Flexibilização é positiva, mas é preciso levar em consideração as partes fiscal e estrutural do processo

De olho no crescimento competitivo do setor financeiro e na redução do custo do crédito, o governo decretou, no último dia 30 de outubro, a simplificação do processo de atuação de empresas Fintechs estrangeiras no mercado brasileiro.

Antes, empresas estrangeiras de tecnologia financeira eram obrigadas a solicitar autorização expressa da Presidência da República para entrar no sistema nacional de Fintechs — uma burocracia demorada e complicada que se desenrolava em outros problemas, como a dificuldade de aplicar recursos por fundos de venture capital internacionais em troca de participação no capital das companhias brasileiras, processo comum e até esperado pelo setor.

A retirada da obrigatoriedade vale para companhias que atuam como Sociedade de Crédito Direto (SCD), que são as empresas que emprestam recursos próprios, e como Sociedade de Empréstimo entre Pessoas (SEP), que são as que fazem a ponte entre quem precisa de dinheiro e quem quer emprestar.

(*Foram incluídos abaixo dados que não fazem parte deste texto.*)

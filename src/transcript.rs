//! Append-only Fiat-Shamir transcript over a Poseidon sponge.
//!
//! Generalizes the ad hoc per-call sponge construction repeated in every
//! proof module (`shuffling/chaum_pedersen.rs::compute_challenge`,
//! `shuffling/ipa/proof.rs::{prove, verify}`, and the closest existing
//! reusable shape, `shuffling/bayer_groth/transcript.rs::BgTranscript`) into
//! one type shared by every proof family in this crate.
//!
//! Points are absorbed via their canonical compressed byte encoding, lifted
//! into the sponge's field one byte at a time — the same technique
//! `chaum_pedersen.rs::compute_challenge` and
//! `shuffling/utils.rs::generate_chaum_pedersen_witness` use. This keeps the
//! transcript generic over any `CurveGroup`/`PrimeField` pair without
//! requiring a per-curve `CurveAbsorb` impl (hand-written once per concrete
//! curve in `curve_absorb.rs`).

use ark_crypto_primitives::sponge::{poseidon::PoseidonSponge, CryptographicSponge};
use ark_ec::CurveGroup;
use ark_ff::PrimeField;
use ark_serialize::CanonicalSerialize;

use crate::params::poseidon_config;

/// A Fiat-Shamir transcript producing challenges in `F`.
///
/// Once a challenge has been drawn, any further append changes the
/// transcript's internal state and thus invalidates proofs built against
/// the challenges already produced — callers must build transcripts in the
/// documented per-protocol order (SPEC_FULL.md §4.2).
pub struct Transcript<F: PrimeField> {
    sponge: PoseidonSponge<F>,
}

impl<F: PrimeField> Transcript<F> {
    /// Start a new transcript, absorbing a fixed protocol domain tag first.
    pub fn new(domain_tag: &[u8]) -> Self {
        let config = poseidon_config::<F>();
        let mut sponge = PoseidonSponge::new(&config);
        absorb_bytes(&mut sponge, domain_tag);
        Self { sponge }
    }

    /// Absorb a label followed by a curve point's canonical compressed
    /// encoding.
    pub fn append_point<C: CurveGroup>(&mut self, label: &[u8], point: &C) {
        absorb_bytes(&mut self.sponge, label);
        let mut bytes = Vec::new();
        point
            .into_affine()
            .serialize_compressed(&mut bytes)
            .expect("serializing an in-group point never fails");
        absorb_bytes(&mut self.sponge, &bytes);
    }

    /// Absorb a label followed by the canonical serialization of a field
    /// element (scalar or base field, either works — only used as
    /// transcript input bytes, never interpreted as an `F` value directly).
    pub fn append_scalar<S: CanonicalSerialize>(&mut self, label: &[u8], scalar: &S) {
        absorb_bytes(&mut self.sponge, label);
        let mut bytes = Vec::new();
        scalar
            .serialize_compressed(&mut bytes)
            .expect("serializing a field element never fails");
        absorb_bytes(&mut self.sponge, &bytes);
    }

    /// Absorb a label followed by raw bytes (used for small integers such
    /// as a deck length or pad count that must be bound into the
    /// transcript, per SPEC_FULL.md §4.6's padding rule).
    pub fn append_usize(&mut self, label: &[u8], value: usize) {
        absorb_bytes(&mut self.sponge, label);
        absorb_bytes(&mut self.sponge, &value.to_le_bytes());
    }

    /// Squeeze a single challenge scalar, labelled for domain separation.
    pub fn challenge_scalar(&mut self, label: &[u8]) -> F {
        absorb_bytes(&mut self.sponge, label);
        self.sponge.squeeze_field_elements(1)[0]
    }

    /// Squeeze `n` challenge scalars in one call.
    pub fn challenge_scalars(&mut self, label: &[u8], n: usize) -> Vec<F> {
        absorb_bytes(&mut self.sponge, label);
        self.sponge.squeeze_field_elements(n)
    }
}

fn absorb_bytes<F: PrimeField>(sponge: &mut PoseidonSponge<F>, bytes: &[u8]) {
    for byte in bytes {
        sponge.absorb(&F::from(*byte as u64));
    }
}

#[cfg(test)]
mod tests {
    use super::*;
    use ark_ec::PrimeGroup;
    use ark_grumpkin::{Fr, Projective};
    use ark_std::{test_rng, UniformRand};

    #[test]
    fn determinism() {
        let mut rng = test_rng();
        let p = Projective::generator() * Fr::rand(&mut rng);

        let mut t1 = Transcript::<Fr>::new(b"test");
        t1.append_point(b"p", &p);
        let c1 = t1.challenge_scalar(b"c");

        let mut t2 = Transcript::<Fr>::new(b"test");
        t2.append_point(b"p", &p);
        let c2 = t2.challenge_scalar(b"c");

        assert_eq!(c1, c2);
    }

    #[test]
    fn different_inputs_diverge() {
        let mut rng = test_rng();
        let p = Projective::generator() * Fr::rand(&mut rng);
        let q = Projective::generator() * Fr::rand(&mut rng);

        let mut t1 = Transcript::<Fr>::new(b"test");
        t1.append_point(b"p", &p);
        let c1 = t1.challenge_scalar(b"c");

        let mut t2 = Transcript::<Fr>::new(b"test");
        t2.append_point(b"p", &q);
        let c2 = t2.challenge_scalar(b"c");

        assert_ne!(c1, c2);
    }

    #[test]
    fn domain_tags_separate_challenges() {
        let mut t1 = Transcript::<Fr>::new(b"domain-a");
        let c1 = t1.challenge_scalar(b"c");

        let mut t2 = Transcript::<Fr>::new(b"domain-b");
        let c2 = t2.challenge_scalar(b"c");

        assert_ne!(c1, c2);
    }
}
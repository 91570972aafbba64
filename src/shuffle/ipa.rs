//! A general two-vector logarithmic-round inner-product argument.
//!
//! Grounded on `shuffling/ipa/proof.rs::{prove, verify}`: a genuine,
//! recursive Bulletproofs-style folding engine (not a placeholder), here
//! adapted from that file's compile-time `[C::ScalarField; N]` array API to
//! a runtime-length `Vec` API, since the crate's deck size `M` is a
//! `setup`-time parameter rather than a compile-time const generic
//! (SPEC_FULL.md §4.6).
//!
//! Given public bases `g, h` (each length `n`, `n` a power of two) and a
//! public point `u`, this proves knowledge of vectors `a, b` (length `n`)
//! such that `P = <a, g> + <b, h> + <a, b> * u`, in `log2(n)` rounds. Every
//! round's challenge is recomputed by the verifier from the same transcript
//! appends used by the prover; `verify` folds the bases and the running
//! commitment `P` itself and only returns `true` if the final, fully folded
//! base-case equality holds — there is no short-circuit before that point.

use ark_ec::CurveGroup;

use crate::error::{Error, Result};
use crate::transcript::Transcript;

#[derive(Clone, Debug, PartialEq, Eq)]
pub struct Proof<C: CurveGroup> {
    pub l: Vec<C>,
    pub r: Vec<C>,
    pub a: C::ScalarField,
    pub b: C::ScalarField,
}

fn is_pow2(n: usize) -> bool {
    n != 0 && n & (n - 1) == 0
}

pub(crate) fn msm<C: CurveGroup>(bases: &[C], scalars: &[C::ScalarField]) -> C {
    bases.iter().zip(scalars).fold(C::zero(), |acc, (b, s)| acc + *b * *s)
}

pub(crate) fn inner_product<F: ark_ff::Field>(a: &[F], b: &[F]) -> F {
    a.iter().zip(b).fold(F::zero(), |acc, (x, y)| acc + *x * *y)
}

/// Proves `P = <a,g> + <b,h> + <a,b>*u`. The caller is responsible for
/// ensuring `P` is exactly this value for the supplied witnesses; `prove`
/// does not take `P` as an argument since it never needs to check it.
pub fn prove<C: CurveGroup>(
    transcript: &mut Transcript<C::ScalarField>,
    mut g: Vec<C>,
    mut h: Vec<C>,
    u: C,
    mut a: Vec<C::ScalarField>,
    mut b: Vec<C::ScalarField>,
) -> Result<Proof<C>> {
    let n = g.len();
    if h.len() != n || a.len() != n || b.len() != n {
        return Err(Error::InvalidParameters("ipa: mismatched vector lengths".into()));
    }
    if !is_pow2(n) {
        return Err(Error::InvalidParameters("ipa: vector length must be a power of two".into()));
    }

    let mut l_vec = Vec::new();
    let mut r_vec = Vec::new();

    while g.len() > 1 {
        let half = g.len() / 2;
        let (a_lo, a_hi) = a.split_at(half);
        let (b_lo, b_hi) = b.split_at(half);
        let (g_lo, g_hi) = g.split_at(half);
        let (h_lo, h_hi) = h.split_at(half);

        let c_l = inner_product(a_lo, b_hi);
        let c_r = inner_product(a_hi, b_lo);
        let l_point = msm(g_hi, a_lo) + msm(h_lo, b_hi) + u * c_l;
        let r_point = msm(g_lo, a_hi) + msm(h_hi, b_lo) + u * c_r;

        transcript.append_point(b"ipa-l", &l_point);
        transcript.append_point(b"ipa-r", &r_point);
        let x = transcript.challenge_scalar(b"ipa-x");
        let x_inv = x.inverse().ok_or_else(|| Error::CryptographicError("zero ipa challenge".into()))?;

        let new_a: Vec<_> = a_lo.iter().zip(a_hi).map(|(lo, hi)| *lo * x + *hi * x_inv).collect();
        let new_b: Vec<_> = b_lo.iter().zip(b_hi).map(|(lo, hi)| *lo * x_inv + *hi * x).collect();
        let new_g: Vec<_> = g_lo.iter().zip(g_hi).map(|(lo, hi)| *lo * x_inv + *hi * x).collect();
        let new_h: Vec<_> = h_lo.iter().zip(h_hi).map(|(lo, hi)| *lo * x + *hi * x_inv).collect();

        l_vec.push(l_point);
        r_vec.push(r_point);
        a = new_a;
        b = new_b;
        g = new_g;
        h = new_h;
    }

    Ok(Proof { l: l_vec, r: r_vec, a: a[0], b: b[0] })
}

/// Verifies a proof against the claimed combined commitment `p`. Returns
/// `false` for any malformed shape or failed fold — never panics.
pub fn verify<C: CurveGroup>(
    transcript: &mut Transcript<C::ScalarField>,
    mut g: Vec<C>,
    mut h: Vec<C>,
    u: C,
    mut p: C,
    proof: &Proof<C>,
) -> bool {
    let n = g.len();
    if h.len() != n || !is_pow2(n) {
        return false;
    }
    let rounds = n.trailing_zeros() as usize;
    if proof.l.len() != rounds || proof.r.len() != rounds {
        return false;
    }

    for (l, r) in proof.l.iter().zip(&proof.r) {
        transcript.append_point(b"ipa-l", l);
        transcript.append_point(b"ipa-r", r);
        let x = transcript.challenge_scalar(b"ipa-x");
        let x_inv = match x.inverse() {
            Some(v) => v,
            None => return false,
        };

        let half = g.len() / 2;
        let (g_lo, g_hi) = g.split_at(half);
        let (h_lo, h_hi) = h.split_at(half);
        let new_g: Vec<_> = g_lo.iter().zip(g_hi).map(|(lo, hi)| *lo * x_inv + *hi * x).collect();
        let new_h: Vec<_> = h_lo.iter().zip(h_hi).map(|(lo, hi)| *lo * x + *hi * x_inv).collect();

        p = p + *l * (x * x) + *r * (x_inv * x_inv);
        g = new_g;
        h = new_h;
    }

    g[0] * proof.a + h[0] * proof.b + u * (proof.a * proof.b) == p
}
//! Convenience helpers outside the core's public default surface, gated
//! behind the `demo` feature. Not part of the protocol itself — a table
//! using this crate is free to pick any card-encoding it likes.

pub mod card_table;
//! Fixed, versionless wire encodings for the crate's public value types.
//!
//! Grounded on `crypto_serde.rs`'s wrapping pattern (one module per type,
//! paired `serialize`/`deserialize` functions) but replacing its serde/hex
//! string scheme with exact fixed-byte-length encodings, since this crate's
//! wire format is a closed binary layout rather than a JSON-embeddable
//! string — a cross-implementation verifier needs to parse these bytes
//! without pulling in `serde`.
//!
//! `scalar`/`point` encode/decode big-endian byte strings by reversing
//! `ark_serialize`'s own canonical little-endian encoding; neither module
//! reimplements field or curve-point arithmetic.

use ark_ec::CurveGroup;
use ark_ff::PrimeField;
use ark_serialize::{CanonicalDeserialize, CanonicalSerialize};

use crate::error::{Error, Result};
use crate::sigma::DleqProof;

/// 32-byte big-endian scalar encoding, canonical in `[0, q)`.
pub mod scalar {
    use super::*;

    pub fn encode<F: PrimeField>(value: &F) -> Result<[u8; 32]> {
        let mut le = Vec::new();
        value.serialize_compressed(&mut le).map_err(|_| Error::InvalidScalar)?;
        if le.len() > 32 {
            return Err(Error::InvalidScalar);
        }
        le.resize(32, 0);
        le.reverse();
        let mut out = [0u8; 32];
        out.copy_from_slice(&le);
        Ok(out)
    }

    pub fn decode<F: PrimeField>(bytes: &[u8; 32]) -> Result<F> {
        let mut le = bytes.to_vec();
        le.reverse();
        F::deserialize_compressed(&le[..]).map_err(|_| Error::InvalidScalar)
    }
}

/// Tagged point encoding: `0x00` for the identity (no further bytes);
/// `0x02 ‖ body` for a compressed non-identity point; `0x04 ‖ body` for an
/// uncompressed non-identity point, where `body` is `ark_serialize`'s own
/// compressed/uncompressed canonical encoding of the affine point. The
/// `0x03` tag is reserved (decode accepts it identically to `0x02`) for a
/// future alternate compressed form; `encode` never emits it.
pub mod point {
    use super::*;

    pub fn encode<C: CurveGroup>(value: &C) -> Result<Vec<u8>> {
        if value.is_zero() {
            return Ok(vec![0x00]);
        }
        let affine = value.into_affine();
        let mut body = Vec::new();
        affine.serialize_compressed(&mut body).map_err(|_| Error::InvalidPoint)?;
        let mut out = vec![0x02];
        out.extend(body);
        Ok(out)
    }

    pub fn encode_uncompressed<C: CurveGroup>(value: &C) -> Result<Vec<u8>> {
        if value.is_zero() {
            return Ok(vec![0x00]);
        }
        let affine = value.into_affine();
        let mut body = Vec::new();
        affine.serialize_uncompressed(&mut body).map_err(|_| Error::InvalidPoint)?;
        let mut out = vec![0x04];
        out.extend(body);
        Ok(out)
    }

    pub fn decode<C: CurveGroup>(bytes: &[u8]) -> Result<C> {
        match bytes.split_first() {
            Some((0x00, rest)) if rest.is_empty() => Ok(C::zero()),
            Some((0x02 | 0x03, body)) => {
                let affine = C::Affine::deserialize_compressed(body).map_err(|_| Error::InvalidPoint)?;
                let point = C::from(affine);
                if point.is_zero() {
                    return Err(Error::InvalidPoint);
                }
                Ok(point)
            }
            Some((0x04, body)) => {
                let affine = C::Affine::deserialize_uncompressed(body).map_err(|_| Error::InvalidPoint)?;
                let point = C::from(affine);
                if point.is_zero() {
                    return Err(Error::InvalidPoint);
                }
                Ok(point)
            }
            _ => Err(Error::InvalidPoint),
        }
    }
}

/// Fixed 98-byte `DleqProof` layout: `a (33) ‖ b (33) ‖ s (32)` using
/// `point::encode`'s compressed tagged form for `a`/`b` and `scalar::encode`
/// for `s`. A non-identity point's compressed tagged encoding is always 33
/// bytes (1 tag byte + 32-byte body), so the total is fixed regardless of
/// the particular points involved, as long as neither `a` nor `b` is the
/// identity (which a well-formed `DleqProof` never produces).
pub mod sigma_proof {
    use super::*;

    pub fn encode<C: CurveGroup>(proof: &DleqProof<C>) -> Result<[u8; 98]> {
        let a = point::encode(&proof.a())?;
        let b = point::encode(&proof.b())?;
        let s = scalar::encode(&proof.s())?;
        if a.len() != 33 || b.len() != 33 {
            return Err(Error::InvalidProof);
        }
        let mut out = [0u8; 98];
        out[0..33].copy_from_slice(&a);
        out[33..66].copy_from_slice(&b);
        out[66..98].copy_from_slice(&s);
        Ok(out)
    }

    pub fn decode<C: CurveGroup>(bytes: &[u8; 98]) -> Result<DleqProof<C>> {
        let a: C = point::decode(&bytes[0..33])?;
        let b: C = point::decode(&bytes[33..66])?;
        let s_bytes: [u8; 32] = bytes[66..98].try_into().map_err(|_| Error::InvalidProof)?;
        let s: C::ScalarField = scalar::decode(&s_bytes)?;
        Ok(DleqProof::from_parts(a, b, s))
    }
}

/// The shuffle proof's structured concatenation, in the prover's own
/// emission order: `c_a ‖ product ‖ multiexp`, where `product` is
/// `c_p ‖ claimed_shift_open ‖ p_shift_open ‖ claimed_weighted_total ‖
/// p_weighted_total_open ‖ p_last_open ‖ claimed_a_self_weighted ‖
/// a_self_weighted_open ‖ product_ipa` (`product_ipa` itself
/// `round_count (8 bytes LE) ‖ (l_i ‖ r_i)* ‖ a ‖ b`) and `multiexp` is
/// `claimed_a_msm_c1 ‖ claimed_a_msm_c2 ‖ a_msm_c1 ‖ a_msm_c2 ‖ closing`,
/// with each `MsmOpeningProof` as `t ‖ t_point ‖ vec_len (8 bytes LE) ‖ z_i*
/// ‖ z_r` and `closing` as a 98-byte `sigma_proof`. Every point uses
/// `point::encode`'s tagged compressed form; every scalar uses
/// `scalar::encode`.
pub mod shuffle_proof {
    use super::*;
    use crate::shuffle::{opening::MsmOpeningProof, ipa, ProductArgument, ShuffleProof};

    fn push_point<C: CurveGroup>(out: &mut Vec<u8>, p: &C) -> Result<()> {
        out.extend(point::encode(p)?);
        Ok(())
    }

    fn push_scalar<F: PrimeField>(out: &mut Vec<u8>, s: &F) -> Result<()> {
        out.extend(scalar::encode(s)?);
        Ok(())
    }

    fn push_len(out: &mut Vec<u8>, n: usize) {
        out.extend((n as u64).to_le_bytes());
    }

    fn encode_opening<C: CurveGroup>(out: &mut Vec<u8>, proof: &MsmOpeningProof<C>) -> Result<()> {
        push_point(out, &proof.t)?;
        push_point(out, &proof.t_point)?;
        push_len(out, proof.z.len());
        for z_i in &proof.z {
            push_scalar(out, z_i)?;
        }
        push_scalar(out, &proof.z_r)
    }

    pub fn encode<C: CurveGroup>(proof: &ShuffleProof<C>) -> Result<Vec<u8>> {
        let mut out = Vec::new();
        push_point(&mut out, &proof.c_a)?;

        let p = &proof.product;
        push_point(&mut out, &p.c_p)?;
        push_point(&mut out, &p.claimed_shift_open)?;
        encode_opening(&mut out, &p.p_shift_open)?;
        push_point(&mut out, &p.claimed_weighted_total)?;
        encode_opening(&mut out, &p.p_weighted_total_open)?;
        encode_opening(&mut out, &p.p_last_open)?;
        push_point(&mut out, &p.claimed_a_self_weighted)?;
        encode_opening(&mut out, &p.a_self_weighted_open)?;

        push_len(&mut out, p.product_ipa.l.len());
        for (l, r) in p.product_ipa.l.iter().zip(&p.product_ipa.r) {
            push_point(&mut out, l)?;
            push_point(&mut out, r)?;
        }
        push_scalar(&mut out, &p.product_ipa.a)?;
        push_scalar(&mut out, &p.product_ipa.b)?;

        push_point(&mut out, &proof.multiexp.claimed_a_msm_c1)?;
        push_point(&mut out, &proof.multiexp.claimed_a_msm_c2)?;
        encode_opening(&mut out, &proof.multiexp.a_msm_c1)?;
        encode_opening(&mut out, &proof.multiexp.a_msm_c2)?;
        out.extend(sigma_proof::encode(&proof.multiexp.closing)?);

        Ok(out)
    }

    struct Cursor<'a> {
        bytes: &'a [u8],
        pos: usize,
    }

    impl<'a> Cursor<'a> {
        fn new(bytes: &'a [u8]) -> Self {
            Self { bytes, pos: 0 }
        }

        fn take(&mut self, n: usize) -> Result<&'a [u8]> {
            let end = self.pos.checked_add(n).ok_or(Error::InvalidProof)?;
            let slice = self.bytes.get(self.pos..end).ok_or(Error::InvalidProof)?;
            self.pos = end;
            Ok(slice)
        }

        fn take_len(&mut self) -> Result<usize> {
            let bytes: [u8; 8] = self.take(8)?.try_into().map_err(|_| Error::InvalidProof)?;
            Ok(u64::from_le_bytes(bytes) as usize)
        }

        fn take_point<C: CurveGroup>(&mut self) -> Result<C> {
            // Tag byte determines the body length: 1 (identity), 33
            // (compressed), 65 (uncompressed).
            let tag = *self.bytes.get(self.pos).ok_or(Error::InvalidProof)?;
            let total = match tag {
                0x00 => 1,
                0x02 | 0x03 => 33,
                0x04 => 65,
                _ => return Err(Error::InvalidProof),
            };
            let slice = self.take(total)?;
            point::decode(slice)
        }

        fn take_scalar<F: PrimeField>(&mut self) -> Result<F> {
            let bytes: [u8; 32] = self.take(32)?.try_into().map_err(|_| Error::InvalidProof)?;
            scalar::decode(&bytes)
        }
    }

    fn decode_opening<C: CurveGroup>(cursor: &mut Cursor<'_>) -> Result<MsmOpeningProof<C>> {
        let t = cursor.take_point()?;
        let t_point = cursor.take_point()?;
        let len = cursor.take_len()?;
        let mut z = Vec::with_capacity(len);
        for _ in 0..len {
            z.push(cursor.take_scalar()?);
        }
        let z_r = cursor.take_scalar()?;
        Ok(MsmOpeningProof { t, t_point, z, z_r })
    }

    fn decode_closing<C: CurveGroup>(cursor: &mut Cursor<'_>) -> Result<DleqProof<C>> {
        let bytes: [u8; 98] = cursor.take(98)?.try_into().map_err(|_| Error::InvalidProof)?;
        sigma_proof::decode(&bytes)
    }

    pub fn decode<C: CurveGroup>(bytes: &[u8]) -> Result<ShuffleProof<C>> {
        let mut cursor = Cursor::new(bytes);
        let c_a = cursor.take_point()?;

        let c_p = cursor.take_point()?;
        let claimed_shift_open = cursor.take_point()?;
        let p_shift_open = decode_opening(&mut cursor)?;
        let claimed_weighted_total = cursor.take_point()?;
        let p_weighted_total_open = decode_opening(&mut cursor)?;
        let p_last_open = decode_opening(&mut cursor)?;
        let claimed_a_self_weighted = cursor.take_point()?;
        let a_self_weighted_open = decode_opening(&mut cursor)?;

        let rounds = cursor.take_len()?;
        let mut l = Vec::with_capacity(rounds);
        let mut r = Vec::with_capacity(rounds);
        for _ in 0..rounds {
            l.push(cursor.take_point()?);
            r.push(cursor.take_point()?);
        }
        let a = cursor.take_scalar()?;
        let b = cursor.take_scalar()?;
        let product_ipa = ipa::Proof { l, r, a, b };

        let product = ProductArgument {
            c_p,
            claimed_shift_open,
            p_shift_open,
            claimed_weighted_total,
            p_weighted_total_open,
            p_last_open,
            claimed_a_self_weighted,
            a_self_weighted_open,
            product_ipa,
        };

        let claimed_a_msm_c1 = cursor.take_point()?;
        let claimed_a_msm_c2 = cursor.take_point()?;
        let a_msm_c1 = decode_opening(&mut cursor)?;
        let a_msm_c2 = decode_opening(&mut cursor)?;
        let closing = decode_closing(&mut cursor)?;

        Ok(ShuffleProof {
            c_a,
            product,
            multiexp: crate::shuffle::MultiExpArgument { claimed_a_msm_c1, claimed_a_msm_c2, a_msm_c1, a_msm_c2, closing },
        })
    }
}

Facilidades a parte, Michel de Amorim — CPA (contador público certificado nos EUA) e sócio da Drummond Advisors — alerta para os desdobramentos fiscais e estruturais do processo. “É preciso estar atento à complexidade de se levar uma empresa de tecnologia financeira para o mercado brasileiro. A estruturação da empresa — do quadro societário até a localização da companhia —, o planejamento tributário e a análise de riscos, por exemplo, são pontos que merecem atenção extra e não podem ser ignorados”, aponta Amorim.

A longo prazo, Amorim visualiza impactos ainda maiores da decisão. “O crescimento competitivo já conseguimos sentir de forma imediata. A médio prazo veremos os mercados financeiros brasileiro e americano serem aquecidos de forma permanente, e uma abertura maior para que outros acordos comerciais entre Brasil e Estados Unidos aconteçam”, finaliza.